**What to work on**
Take the line with "pub trait AsKey" as the first line and the last line of the data as the final one. Write out those lines exactly, and no others.

**Given data**
━━━━━━━━━━
//! Flat, top-level store keys.

use std::fmt;
use std::sync::atomic::{AtomicUsize, Ordering};

use serde_json::Value;

use crate::error::{value_type_name, Result, StoreError};

static NEXT_SYMBOL: AtomicUsize = AtomicUsize::new(0);

/// A unique key identity.
///
/// Two symbols are only equal if one is a clone of the other, regardless of
/// their descriptions.
#[derive(Debug, Clone, PartialEq, Eq, Hash)]
pub struct Symbol {
    id: usize,
    description: Option<String>,
}

impl Symbol {
    pub fn new(description: impl Into<String>) -> Self {
        Self {
            id: NEXT_SYMBOL.fetch_add(1, Ordering::Relaxed),
            description: Some(description.into()),
        }
    }

    pub fn anonymous() -> Self {
        Self {
            id: NEXT_SYMBOL.fetch_add(1, Ordering::Relaxed),
            description: None,
        }
    }

    pub fn description(&self) -> Option<&str> {
        self.description.as_deref()
    }
}

/// A store key: either a string name or a [`Symbol`].
#[derive(Debug, Clone, PartialEq, Eq, Hash)]
pub enum Key {
    Name(String),
    Symbol(Symbol),
}

impl Key {
    pub fn as_name(&self) -> Option<&str> {
        match self {
            Key::Name(name) => Some(name),
            Key::Symbol(_) => None,
        }
    }
}

impl fmt::Display for Key {
    fn fmt(&self, f: &mut fmt::Formatter<'_>) -> fmt::Result {
        match self {
            Key::Name(name) => f.write_str(name),
            Key::Symbol(symbol) => match symbol.description() {
                Some(description) => write!(f, "Symbol({description})"),
                None => f.write_str("Symbol()"),
            },
        }
    }
}

impl From<&str> for Key {
    fn from(name: &str) -> Self {
        Key::Name(name.to_string())
    }
}

impl From<String> for Key {
    fn from(name: String) -> Self {
        Key::Name(name)
    }
}

impl From<Symbol> for Key {
    fn from(symbol: Symbol) -> Self {
        Key::Symbol(symbol)
    }
}

impl From<&Symbol> for Key {
    fn from(symbol: &Symbol) -> Self {
        Key::Symbol(symbol.clone())
    }
}

/// Anything that may be used where a key is expected.
///
/// Conversion from a dynamic JSON value fails with
/// [`StoreError::InvalidKeyType`] unless the value is a string.
pub trait AsKey {
    fn to_key(&self) -> Result<Key>;
}

impl AsKey for Key {
    fn to_key(&self) -> Result<Key> {
        Ok(self.clone())
    }
}

impl AsKey for str {
    fn to_key(&self) -> Result<Key> {
        Ok(Key::from(self))
    }
}

impl AsKey for String {
    fn to_key(&self) -> Result<Key> {
        Ok(Key::Name(self.clone()))
    }
}

impl AsKey for Symbol {
    fn to_key(&self) -> Result<Key> {
        Ok(Key::Symbol(self.clone()))
    }
}

impl AsKey for Value {
    fn to_key(&self) -> Result<Key> {
        match self {
            Value::String(name) => Ok(Key::Name(name.clone())),
            other => Err(StoreError::InvalidKeyType {
                found: value_type_name(other),
            }),
        }
    }
}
━━━━━━━━━━
**Result**
pub trait AsKey {
    fn to_key(&self) -> Result<Key>;
}

impl AsKey for Key {
    fn to_key(&self) -> Result<Key> {
        Ok(self.clone())
    }
}

impl AsKey for str {
    fn to_key(&self) -> Result<Key> {
        Ok(Key::from(self))
    }
}

impl AsKey for String {
    fn to_key(&self) -> Result<Key> {
        Ok(Key::Name(self.clone()))
    }
}

impl AsKey for Symbol {
    fn to_key(&self) -> Result<Key> {
        Ok(Key::Symbol(self.clone()))
    }
}

impl AsKey for Value {
    fn to_key(&self) -> Result<Key> {
        match self {
            Value::String(name) => Ok(Key::Name(name.clone())),
            other => Err(StoreError::InvalidKeyType {
                found: value_type_name(other),
            }),
        }
    }
}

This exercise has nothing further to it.